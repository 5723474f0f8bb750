//! Product business logic - a single stock-keeping entry.
//!
//! A product keeps its name, category, unit price and creation date for its
//! whole life. Only the quantity on hand changes, and only through [`Product::sell`].

use crate::core::sale::SaleOutcome;
use chrono::{Local, NaiveDate};
use serde::{Deserialize, Serialize};
use tracing::{info, warn};

/// A registered product and its current stock.
#[derive(Debug, Clone, PartialEq)]
pub struct Product {
    name: String,
    category: String,
    unit_price: f64,
    quantity: i64,
    created_on: NaiveDate,
}

/// Read-only snapshot of a product, used for display.
#[derive(Debug, Clone, PartialEq, Serialize, Deserialize)]
pub struct ProductView {
    /// Name of the product (e.g., "Mouse")
    pub name: String,
    /// Free-text category (e.g., "Peripherals")
    pub category: String,
    /// Price of one unit
    pub unit_price: f64,
    /// Units in stock
    pub quantity: i64,
    /// Date the product was registered
    pub created_on: NaiveDate,
    /// `unit_price * quantity` at the time of the snapshot
    pub total_value: f64,
}

impl Product {
    /// Registers a product dated today (local time).
    ///
    /// Inputs are taken as given: negative prices or quantities are not rejected.
    #[must_use]
    pub fn new(
        name: impl Into<String>,
        category: impl Into<String>,
        unit_price: f64,
        quantity: i64,
    ) -> Self {
        Self::with_creation_date(
            name,
            category,
            unit_price,
            quantity,
            Local::now().date_naive(),
        )
    }

    /// Same as [`Product::new`] but with an explicit creation date.
    #[must_use]
    pub fn with_creation_date(
        name: impl Into<String>,
        category: impl Into<String>,
        unit_price: f64,
        quantity: i64,
        created_on: NaiveDate,
    ) -> Self {
        Self {
            name: name.into(),
            category: category.into(),
            unit_price,
            quantity,
            created_on,
        }
    }

    #[must_use]
    pub fn name(&self) -> &str {
        &self.name
    }

    #[must_use]
    pub fn category(&self) -> &str {
        &self.category
    }

    #[must_use]
    pub const fn unit_price(&self) -> f64 {
        self.unit_price
    }

    #[must_use]
    pub const fn quantity(&self) -> i64 {
        self.quantity
    }

    #[must_use]
    pub const fn created_on(&self) -> NaiveDate {
        self.created_on
    }

    /// Value of the stock on hand: `unit_price * quantity`.
    #[must_use]
    pub fn total_value(&self) -> f64 {
        #[allow(clippy::cast_precision_loss)]
        let quantity = self.quantity as f64;
        self.unit_price * quantity
    }

    /// Case-insensitive name comparison used for lookups.
    ///
    /// Each character is folded to uppercase and then lowercase, so pairs such
    /// as final sigma `ς` and `Σ` compare equal.
    #[must_use]
    pub fn matches_name(&self, name: &str) -> bool {
        fold_case(&self.name).eq(fold_case(name))
    }

    /// Removes `requested` units from stock.
    ///
    /// A request larger than the stock on hand is rejected in full and leaves
    /// the product untouched. Zero or negative requests go through as-is,
    /// unless the resulting stock would not fit in an `i64`; that request is
    /// rejected like an oversell.
    pub fn sell(&mut self, requested: i64) -> SaleOutcome {
        let remaining = if requested > self.quantity {
            None
        } else {
            self.quantity.checked_sub(requested)
        };

        let Some(remaining) = remaining else {
            warn!(
                product = %self.name,
                requested,
                available = self.quantity,
                "Insufficient stock"
            );
            return SaleOutcome::InsufficientStock {
                name: self.name.clone(),
                requested,
                available: self.quantity,
            };
        };

        self.quantity = remaining;
        info!(
            product = %self.name,
            sold = requested,
            remaining = self.quantity,
            "Sale recorded"
        );
        SaleOutcome::Sold {
            name: self.name.clone(),
            quantity: requested,
        }
    }

    /// Snapshot of every field plus the computed total value.
    #[must_use]
    pub fn describe(&self) -> ProductView {
        ProductView {
            name: self.name.clone(),
            category: self.category.clone(),
            unit_price: self.unit_price,
            quantity: self.quantity,
            created_on: self.created_on,
            total_value: self.total_value(),
        }
    }
}

fn fold_case(s: &str) -> impl Iterator<Item = char> + '_ {
    s.chars()
        .flat_map(char::to_uppercase)
        .flat_map(char::to_lowercase)
}

#[cfg(test)]
mod tests {
    #![allow(clippy::float_cmp)]
    use super::*;
    use crate::test_utils::*;
    use proptest::prelude::*;

    #[test]
    fn test_new_product_is_dated_today() {
        let product = Product::new("Mouse", "Peripherals", 199.99, 10);
        assert_eq!(product.created_on(), Local::now().date_naive());
        assert_eq!(product.name(), "Mouse");
        assert_eq!(product.category(), "Peripherals");
        assert_eq!(product.unit_price(), 199.99);
        assert_eq!(product.quantity(), 10);
    }

    #[test]
    fn test_total_value() {
        let product = create_test_product("Keyboard", 349.90, 5);
        assert!(approx_eq(product.total_value(), 1749.5));
    }

    #[test]
    fn test_sell_within_stock() {
        let mut product = create_test_product("Mouse", 199.99, 10);

        let outcome = product.sell(3);

        assert_eq!(
            outcome,
            SaleOutcome::Sold {
                name: "Mouse".to_string(),
                quantity: 3
            }
        );
        assert_eq!(product.quantity(), 7);
    }

    #[test]
    fn test_sell_entire_stock() {
        let mut product = create_test_product("Mouse", 199.99, 10);
        assert!(product.sell(10).is_success());
        assert_eq!(product.quantity(), 0);
        assert_eq!(product.total_value(), 0.0);
    }

    #[test]
    fn test_sell_more_than_stock_is_rejected() {
        let mut product = create_test_product("Mouse", 199.99, 7);

        let outcome = product.sell(100);

        assert_eq!(
            outcome,
            SaleOutcome::InsufficientStock {
                name: "Mouse".to_string(),
                requested: 100,
                available: 7
            }
        );
        assert_eq!(product.quantity(), 7);
    }

    #[test]
    fn test_sell_zero_and_negative_are_accepted() {
        let mut product = create_test_product("Mouse", 10.0, 5);

        assert!(product.sell(0).is_success());
        assert_eq!(product.quantity(), 5);

        // Negative sales add stock back
        assert!(product.sell(-2).is_success());
        assert_eq!(product.quantity(), 7);
    }

    #[test]
    fn test_sell_rejects_stock_overflow() {
        let mut full = create_test_product("Mouse", 1.0, i64::MAX);
        let outcome = full.sell(-1);
        assert_eq!(
            outcome,
            SaleOutcome::InsufficientStock {
                name: "Mouse".to_string(),
                requested: -1,
                available: i64::MAX
            }
        );
        assert_eq!(full.quantity(), i64::MAX);

        let mut empty = create_test_product("Mouse", 1.0, 0);
        let outcome = empty.sell(i64::MIN);
        assert!(matches!(
            outcome,
            SaleOutcome::InsufficientStock { available: 0, .. }
        ));
        assert_eq!(empty.quantity(), 0);
    }

    #[test]
    fn test_negative_inputs_are_not_validated() {
        let product = create_test_product("Broken", -5.0, -2);
        assert_eq!(product.unit_price(), -5.0);
        assert_eq!(product.quantity(), -2);
        assert_eq!(product.total_value(), 10.0);
    }

    #[test]
    fn test_matches_name_ignores_case() {
        let product = create_test_product("Mouse", 1.0, 1);
        assert!(product.matches_name("mouse"));
        assert!(product.matches_name("MOUSE"));
        assert!(product.matches_name("Mouse"));
        assert!(!product.matches_name("Mouse "));
        assert!(!product.matches_name("Mous"));

        let accented = create_test_product("Cadeira Ergonômica", 1.0, 1);
        assert!(accented.matches_name("CADEIRA ERGONÔMICA"));

        let sigma = create_test_product("ΟΔΟΣ", 1.0, 1);
        assert!(sigma.matches_name("οδος"));
        assert!(sigma.matches_name("οδοσ"));
    }

    #[test]
    fn test_describe_includes_total_value() {
        let product = create_test_product("Headset", 250.0, 4);
        let view = product.describe();

        assert_eq!(view.name, "Headset");
        assert_eq!(view.category, TEST_CATEGORY);
        assert_eq!(view.unit_price, 250.0);
        assert_eq!(view.quantity, 4);
        assert_eq!(view.created_on, test_date());
        assert_eq!(view.total_value, 1000.0);
    }

    proptest! {
        #[test]
        fn total_value_matches_repeated_addition(
            price in 0.0f64..10_000.0,
            quantity in 0i64..200
        ) {
            let product = create_test_product("Item", price, quantity);
            let expected: f64 = (0..quantity).map(|_| price).sum();
            prop_assert!((product.total_value() - expected).abs() <= 1e-6 * expected.max(1.0));
        }

        #[test]
        fn sell_within_stock_only_moves_quantity(
            quantity in 0i64..10_000,
            fraction in 0.0f64..=1.0
        ) {
            #[allow(clippy::cast_possible_truncation, clippy::cast_precision_loss)]
            let requested = (quantity as f64 * fraction).floor() as i64;
            let mut product = create_test_product("Item", 12.5, quantity);

            let outcome = product.sell(requested);

            prop_assert!(outcome.is_success());
            prop_assert_eq!(product.quantity(), quantity - requested);
            prop_assert_eq!(product.unit_price(), 12.5);
            prop_assert_eq!(product.name(), "Item");
            prop_assert_eq!(product.category(), TEST_CATEGORY);
        }

        #[test]
        fn oversell_leaves_product_unchanged(
            quantity in 0i64..10_000,
            excess in 1i64..10_000
        ) {
            let mut product = create_test_product("Item", 3.0, quantity);
            let before = product.clone();

            let outcome = product.sell(quantity + excess);

            let is_insufficient = matches!(outcome, SaleOutcome::InsufficientStock { .. });
            prop_assert!(is_insufficient);
            prop_assert_eq!(product, before);
        }
    }
}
============================================================
Word for word, restate the lines of the data above that fall between the line holding "use proptest::prelude::*;" and the line holding "assert_eq!(product.unit_price(), 199.99);", inclusive, and no other lines.

#### Response below
    use proptest::prelude::*;

    #[test]
    fn test_new_product_is_dated_today() {
        let product = Product::new("Mouse", "Peripherals", 199.99, 10);
        assert_eq!(product.created_on(), Local::now().date_naive());
        assert_eq!(product.name(), "Mouse");
        assert_eq!(product.category(), "Peripherals");
        assert_eq!(product.unit_price(), 199.99);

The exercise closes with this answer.